This is a full guide for a non-technical operator. By the end you will have a single workspace that captures leads, follows up, invoices, schedules, answers support, and drafts your social posts — built by describing the outcome, not by wiring nodes or hiring a developer.
The setup is what makes it powerful
The reason most people never get value out of automation tools is that they treat them like a chatbot — ask a one-off question, get a one-off answer, close the tab. The leverage comes from setting up your workspace as a system so it keeps working when you are not looking.
In Taskade Genesis, that system has four parts. Get these four right and your business runs itself for the routine 99%, leaving you the 1% that actually needs you.
Here is what each part is, in plain English.
Projects — your memory and your folders
A Project is where your business data lives: your leads, your invoices, your clients, your inventory, your content calendar. Think of it as a smart folder that your agents and automations can read and write.
Projects are not flat lists. Each one has 7 views of the same data, so the same leads can be a pipeline board for sales and a calendar for follow-ups:
| View | What you use it for |
|---|---|
| List | A clean outline of tasks, leads, or invoices |
| Board | A kanban pipeline (New → Contacted → Won) |
| Calendar | Follow-up dates, booking slots, content schedule |
| Table | A spreadsheet-style database with fields |
| Mind Map | Brainstorming offers, campaigns, org structure |
| Gantt | Project timelines for client work (Timeline scrolls inside Gantt) |
| Org Chart | Team, roles, or account hierarchy |
This shared data is part of what Taskade calls Workspace DNA — the Memory + Intelligence + Execution loop where your data feeds your agents, your agents trigger your automations, and your automations write new data back. Your business gets smarter every week instead of starting from scratch.
AI agents — your team and their skills
An AI agent is a teammate you set up once and reuse forever. A "lead qualifier" agent reads a new inquiry and scores it. An "invoice writer" agent turns a finished job into a clean invoice. A "support replier" agent drafts an answer in your tone.
Each agent comes with 33 built-in tools — web search, code, file analysis, custom slash commands, persistent memory, and more — and routes across 15+ frontier models from OpenAI, Anthropic, Google, and open-weight providers automatically, so you never pick a model. For bigger jobs, several agents collaborate in orchestration mode: one researches, one drafts, one reviews, and they hand off to each other.

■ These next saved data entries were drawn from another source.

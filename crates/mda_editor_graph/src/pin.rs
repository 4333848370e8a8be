// SPDX-License-Identifier: MIT OR Apache-2.0
//! Pin definitions for node inputs/outputs.

use crate::node::NodeId;
use serde::{Deserialize, Serialize};

/// Pin direction
#[derive(Debug, Clone, Copy, PartialEq, Eq, Serialize, Deserialize)]
pub enum PinDirection {
    /// Input pin
    Input,
    /// Output pin
    Output,
}

/// Data type that can flow through pins
#[derive(Debug, Clone, Copy, PartialEq, Eq, Serialize, Deserialize)]
pub enum PinType {
    /// Boolean value
    Bool,
    /// Floating point value
    Scalar,
    /// Motion clip reference
    Motion,
    /// Enumerated tag value
    Tag,
}

impl PinType {
    /// Check whether an input of this type accepts a source of `src`.
    ///
    /// Identical types always connect. The only implicit widening is
    /// `Bool` into `Scalar` (true becomes 1.0, false becomes 0.0).
    pub fn accepts(self, src: PinType) -> bool {
        self == src || (self == Self::Scalar && src == Self::Bool)
    }
}

/// A literal value carried by a pin default or a constant node
#[derive(Debug, Clone, Copy, PartialEq, Serialize, Deserialize)]
pub enum Literal {
    /// Boolean
    Bool(bool),
    /// Scalar
    Scalar(f32),
    /// Enumerated tag
    Tag(u32),
}

impl Literal {
    /// Get the pin type for this literal
    pub fn pin_type(self) -> PinType {
        match self {
            Self::Bool(_) => PinType::Bool,
            Self::Scalar(_) => PinType::Scalar,
            Self::Tag(_) => PinType::Tag,
        }
    }
}

/// A typed connection point on a node.
///
/// Pins are owned by their node and addressed by slot name; see [`PinRef`].
#[derive(Debug, Clone, PartialEq, Serialize, Deserialize)]
pub struct Pin {
    /// Pin direction
    pub direction: PinDirection,
    /// Data type
    pub pin_type: PinType,
    /// Whether this pin must be fed (for inputs)
    pub required: bool,
    /// Default value used when an input has no incoming link
    pub default: Option<Literal>,
    /// Whether multiple links may attach to this slot
    pub multi: bool,
}

impl Pin {
    /// Create a new input pin
    pub fn input(pin_type: PinType) -> Self {
        Self {
            direction: PinDirection::Input,
            pin_type,
            required: false,
            default: None,
            multi: false,
        }
    }

    /// Create a new output pin
    pub fn output(pin_type: PinType) -> Self {
        Self {
            direction: PinDirection::Output,
            pin_type,
            required: false,
            default: None,
            // Outputs fan out to any number of consumers
            multi: true,
        }
    }

    /// Mark as required
    pub fn required(mut self) -> Self {
        self.required = true;
        self
    }

    /// Set the default value
    pub fn with_default(mut self, value: Literal) -> Self {
        self.default = Some(value);
        self
    }
}

/// Address of a pin: owning node plus slot name
#[derive(Debug, Clone, PartialEq, Eq, Hash, Serialize, Deserialize)]
pub struct PinRef {
    /// Owning node
    pub node: NodeId,
    /// Slot name on the node
    pub slot: String,
}

impl PinRef {
    /// Create a pin reference
    pub fn new(node: NodeId, slot: impl Into<String>) -> Self {
        Self {
            node,
            slot: slot.into(),
        }
    }
}

impl std::fmt::Display for PinRef {
    fn fmt(&self, f: &mut std::fmt::Formatter<'_>) -> std::fmt::Result {
        write!(f, "{}.{}", self.node, self.slot)
    }
}
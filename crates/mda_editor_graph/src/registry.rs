// SPDX-License-Identifier: MIT OR Apache-2.0
//! Declarative node-kind metadata for the host graph-editor UI.
//!
//! The host's generic graph editor only needs to know which kinds exist,
//! how to label and categorize them, and what pins a fresh instance has.
//! Nothing here carries behavior.

use crate::node::{BlendMode, CompareOp, LogicOp, NodeKind, WeightClamp};
use crate::pin::{Literal, Pin, PinType};
use indexmap::IndexMap;

/// Display category for the node palette
#[derive(Debug, Clone, Copy, PartialEq, Eq)]
pub enum NodeCategory {
    /// Sources: parameters, constants, clips
    Input,
    /// Comparison and boolean logic
    Logic,
    /// Pose selection and blending
    Blends,
}

/// Static description of one node kind
#[derive(Debug, Clone)]
pub struct NodeKindDescriptor {
    /// Stable kind identifier
    pub kind_id: &'static str,
    /// Palette display name
    pub display_name: &'static str,
    /// Palette category
    pub category: NodeCategory,
    /// One-line description
    pub description: &'static str,
    /// A default-parameterized instance of the kind
    pub template: NodeKind,
}

impl NodeKindDescriptor {
    /// Pin signature of a default instance of this kind
    pub fn signature(&self) -> IndexMap<String, Pin> {
        self.template.build_pins()
    }
}

/// Describe every available node kind, in palette order.
pub fn descriptors() -> Vec<NodeKindDescriptor> {
    vec![
        NodeKindDescriptor {
            kind_id: "parameter",
            display_name: "Parameter",
            category: NodeCategory::Input,
            description: "Named value supplied by the runtime each update",
            template: NodeKind::Parameter {
                name: String::new(),
                ty: PinType::Scalar,
            },
        },
        NodeKindDescriptor {
            kind_id: "constant",
            display_name: "Constant",
            category: NodeCategory::Input,
            description: "Constant literal value",
            template: NodeKind::Constant {
                value: Literal::Scalar(0.0),
            },
        },
        NodeKindDescriptor {
            kind_id: "clip",
            display_name: "Motion Clip",
            category: NodeCategory::Input,
            description: "Motion clip source",
            template: NodeKind::Clip {
                clip: String::new(),
            },
        },
        NodeKindDescriptor {
            kind_id: "compare",
            display_name: "Compare",
            category: NodeCategory::Logic,
            description: "Compare two scalars",
            template: NodeKind::Compare { op: CompareOp::Gt },
        },
        NodeKindDescriptor {
            kind_id: "logic",
            display_name: "Logic",
            category: NodeCategory::Logic,
            description: "Combine booleans",
            template: NodeKind::Logic { op: LogicOp::And },
        },
        NodeKindDescriptor {
            kind_id: "select",
            display_name: "Select",
            category: NodeCategory::Blends,
            description: "Pick one motion by tag value",
            template: NodeKind::Select { options: 2 },
        },
        NodeKindDescriptor {
            kind_id: "blend",
            display_name: "Blend",
            category: NodeCategory::Blends,
            description: "Blend two motions by weight",
            template: NodeKind::Blend {
                clamp: WeightClamp::default(),
            },
        },
        NodeKindDescriptor {
            kind_id: "layered_blend",
            display_name: "Layered Blend",
            category: NodeCategory::Blends,
            description: "Blend additive layers onto a base pose",
            template: NodeKind::LayeredBlend {
                modes: vec![BlendMode::Add],
                clamp: WeightClamp::default(),
            },
        },
    ]
}

/// Descriptors for one palette category, in palette order.
pub fn descriptors_in_category(category: NodeCategory) -> Vec<NodeKindDescriptor> {
    descriptors()
        .into_iter()
        .filter(|d| d.category == category)
        .collect()
}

Automations — your scheduled execution
An automation is the part that runs while you sleep. It has a trigger ("when a new lead comes in," "every Monday at 8am," "when Stripe records a payment") and a sequence of steps that follow.
Taskade automations are reliable, durable workflows. They can branch (if the lead is enterprise, route to you; otherwise auto-reply), loop (send three reminders, three days apart), filter (only paid invoices), wait minutes to days, and resume from the step that failed instead of starting over. That durability is why you can trust a 7-day payment-reminder sequence to actually finish.

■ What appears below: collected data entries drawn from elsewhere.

// SPDX-License-Identifier: MIT OR Apache-2.0
//! Node definitions: the closed kind catalog and per-kind pin signatures.

use crate::pin::{Literal, Pin, PinType};
use indexmap::IndexMap;
use serde::{Deserialize, Serialize};

/// Unique identifier for a node within one graph.
///
/// Allocated from a per-graph monotonic counter and never reused, so ids
/// give a stable total order used for deterministic compilation.
#[derive(
    Debug, Clone, Copy, PartialEq, Eq, PartialOrd, Ord, Hash, Serialize, Deserialize,
)]
pub struct NodeId(pub u64);

impl std::fmt::Display for NodeId {
    fn fmt(&self, f: &mut std::fmt::Formatter<'_>) -> std::fmt::Result {
        write!(f, "n{}", self.0)
    }
}

/// Comparison operator for [`NodeKind::Compare`]
#[derive(Debug, Clone, Copy, PartialEq, Eq, Serialize, Deserialize)]
pub enum CompareOp {
    /// Equal
    Eq,
    /// Less than
    Lt,
    /// Less than or equal
    Le,
    /// Greater than
    Gt,
    /// Greater than or equal
    Ge,
}

/// Boolean operator for [`NodeKind::Logic`]
#[derive(Debug, Clone, Copy, PartialEq, Eq, Serialize, Deserialize)]
pub enum LogicOp {
    /// Both inputs true
    And,
    /// Either input true
    Or,
    /// Negate the single input
    Not,
}

/// How a layer is accumulated onto the base pose in a layered blend
#[derive(Debug, Clone, Copy, PartialEq, Eq, Serialize, Deserialize)]
pub enum BlendMode {
    /// Additive
    Add,
    /// Subtractive
    Subtract,
    /// CoD-style additive (rotations not renormalized)
    CoDAdd,
}

/// Clamp applied to a blend weight before use
#[derive(Debug, Clone, Copy, PartialEq, Serialize, Deserialize)]
pub struct WeightClamp {
    /// Lower bound
    pub min: f32,
    /// Upper bound
    pub max: f32,
}

impl Default for WeightClamp {
    fn default() -> Self {
        Self { min: 0.0, max: 1.0 }
    }
}

/// The closed set of node kinds, each carrying its kind-specific parameters.
///
/// The pin signature of a node is a pure function of its kind; see
/// [`NodeKind::build_pins`].
#[derive(Debug, Clone, PartialEq, Serialize, Deserialize)]
pub enum NodeKind {
    /// Named value supplied by the runtime each update
    Parameter {
        /// Parameter name looked up by the runtime
        name: String,
        /// Value type (`Bool`, `Scalar`, or `Tag`)
        ty: PinType,
    },
    /// Constant literal value
    Constant {
        /// The literal
        value: Literal,
    },
    /// Motion clip source
    Clip {
        /// Clip asset name
        clip: String,
    },
    /// Scalar comparison producing a boolean
    Compare {
        /// Comparison operator
        op: CompareOp,
    },
    /// Boolean combinator
    Logic {
        /// Boolean operator
        op: LogicOp,
    },
    /// Pick one of several motions by tag value
    Select {
        /// Number of selectable options (at least 1)
        options: u32,
    },
    /// Two-way motion blend by weight
    Blend {
        /// Clamp applied to the weight input
        clamp: WeightClamp,
    },
    /// Additive blend of any number of weighted layers onto a base pose.
    ///
    /// One pose and one weight pin per layer; layers can be added and
    /// removed after creation, which rebuilds the node's pins.
    LayeredBlend {
        /// Per-layer accumulation mode
        modes: Vec<BlendMode>,
        /// Clamp applied to every layer weight
        clamp: WeightClamp,
    },
}

impl NodeKind {
    /// Stable kind identifier used by registry metadata and persistence
    pub fn kind_id(&self) -> &'static str {
        match self {
            Self::Parameter { .. } => "parameter",
            Self::Constant { .. } => "constant",
            Self::Clip { .. } => "clip",
            Self::Compare { .. } => "compare",
            Self::Logic { .. } => "logic",
            Self::Select { .. } => "select",
            Self::Blend { .. } => "blend",
            Self::LayeredBlend { .. } => "layered_blend",
        }
    }

    /// Display name for the host graph UI
    pub fn display_name(&self) -> &'static str {
        match self {
            Self::Parameter { .. } => "Parameter",
            Self::Constant { .. } => "Constant",
            Self::Clip { .. } => "Motion Clip",
            Self::Compare { .. } => "Compare",
            Self::Logic { .. } => "Logic",
            Self::Select { .. } => "Select",
            Self::Blend { .. } => "Blend",
            Self::LayeredBlend { .. } => "Layered Blend",
        }
    }

    /// Build the pin map for this kind.
    ///
    /// Slot order is the declaration order shown in the UI and is stable
    /// across rebuilds.
    pub fn build_pins(&self) -> IndexMap<String, Pin> {
        let mut pins = IndexMap::new();
        match self {
            Self::Parameter { ty, .. } => {
                pins.insert("out".to_string(), Pin::output(*ty));
            }
            Self::Constant { value } => {
                pins.insert("out".to_string(), Pin::output(value.pin_type()));
            }
            Self::Clip { .. } => {
                pins.insert("out".to_string(), Pin::output(PinType::Motion));
            }
            Self::Compare { .. } => {
                pins.insert("lhs".to_string(), Pin::input(PinType::Scalar).required());
                pins.insert(
                    "rhs".to_string(),
                    Pin::input(PinType::Scalar)
                        .required()
                        .with_default(Literal::Scalar(0.0)),
                );
                pins.insert("out".to_string(), Pin::output(PinType::Bool));
            }
            Self::Logic { op } => {
                pins.insert("a".to_string(), Pin::input(PinType::Bool).required());
                if *op != LogicOp::Not {
                    pins.insert("b".to_string(), Pin::input(PinType::Bool).required());
                }
                pins.insert("out".to_string(), Pin::output(PinType::Bool));
            }
            Self::Select { options } => {
                pins.insert("selector".to_string(), Pin::input(PinType::Tag).required());
                for i in 0..*options {
                    pins.insert(
                        format!("option_{i}"),
                        Pin::input(PinType::Motion).required(),
                    );
                }
                pins.insert("out".to_string(), Pin::output(PinType::Motion));
            }
            Self::Blend { .. } => {
                pins.insert("a".to_string(), Pin::input(PinType::Motion).required());
                pins.insert("b".to_string(), Pin::input(PinType::Motion).required());
                pins.insert(
                    "weight".to_string(),
                    Pin::input(PinType::Scalar)
                        .required()
                        .with_default(Literal::Scalar(0.5)),
                );
                pins.insert("out".to_string(), Pin::output(PinType::Motion));
            }
            Self::LayeredBlend { modes, .. } => {
                pins.insert("base".to_string(), Pin::input(PinType::Motion).required());
                for i in 0..modes.len() {
                    pins.insert(
                        format!("pose_{i}"),
                        Pin::input(PinType::Motion).required(),
                    );
                    pins.insert(
                        format!("weight_{i}"),
                        Pin::input(PinType::Scalar)
                            .required()
                            .with_default(Literal::Scalar(1.0)),
                    );
                }
                pins.insert("out".to_string(), Pin::output(PinType::Motion));
            }
        }
        pins
    }
}

/// A node instance in the graph
#[derive(Debug, Clone, PartialEq, Serialize, Deserialize)]
pub struct Node {
    /// Unique instance id
    pub id: NodeId,
    /// Display name (can be customized)
    pub name: String,
    /// Node kind and its parameters
    pub kind: NodeKind,
    /// Pins by slot name, built from the kind
    pub pins: IndexMap<String, Pin>,
}

impl Node {
    /// Create a new node of the given kind
    pub fn new(id: NodeId, kind: NodeKind) -> Self {
        let pins = kind.build_pins();
        Self {
            id,
            name: kind.display_name().to_string(),
            kind,
            pins,
        }
    }

    /// Get a pin by slot name
    pub fn pin(&self, slot: &str) -> Option<&Pin> {
        self.pins.get(slot)
    }

    /// Input pins in declaration order
    pub fn inputs(&self) -> impl Iterator<Item = (&str, &Pin)> {
        self.pins
            .iter()
            .filter(|(_, p)| p.direction == crate::pin::PinDirection::Input)
            .map(|(s, p)| (s.as_str(), p))
    }

    /// Output pins in declaration order
    pub fn outputs(&self) -> impl Iterator<Item = (&str, &Pin)> {
        self.pins
            .iter()
            .filter(|(_, p)| p.direction == crate::pin::PinDirection::Output)
            .map(|(s, p)| (s.as_str(), p))
    }
}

Integrations — your connectors
Integrations plug your workspace into the tools you already use. Taskade Genesis has 100+ bidirectional integrations — triggers pull events in, actions push data out — including native Shopify and Stripe.
That two-way flow is the whole point. A new Shopify order can trigger a workflow; an agent can push a thank-you email and write the customer into your CRM. You connect what you have instead of ripping it out and replacing it.

Build it in 4 steps
You do not need to understand any of this to start. Here is the whole setup as a numbered walk-through — the same path David followed. Plan on an afternoon for the first version, then improve it as you go.
Step 1 — Describe the outcome (don't build the plumbing)
Open Taskade Genesis and tell Taskade EVE, the meta-agent that helps you build, what you want in plain language. Be outcome-first, not step-by-step:
"Build me a small-business workspace with a CRM to track leads through a pipeline, an invoicing app that reminds clients about unpaid invoices, and a booking page for consultation calls."
Taskade EVE reads that and sets up the Projects, the views, the starter agents, and the automation skeletons for you. You are describing the destination; the workspace figures out the route.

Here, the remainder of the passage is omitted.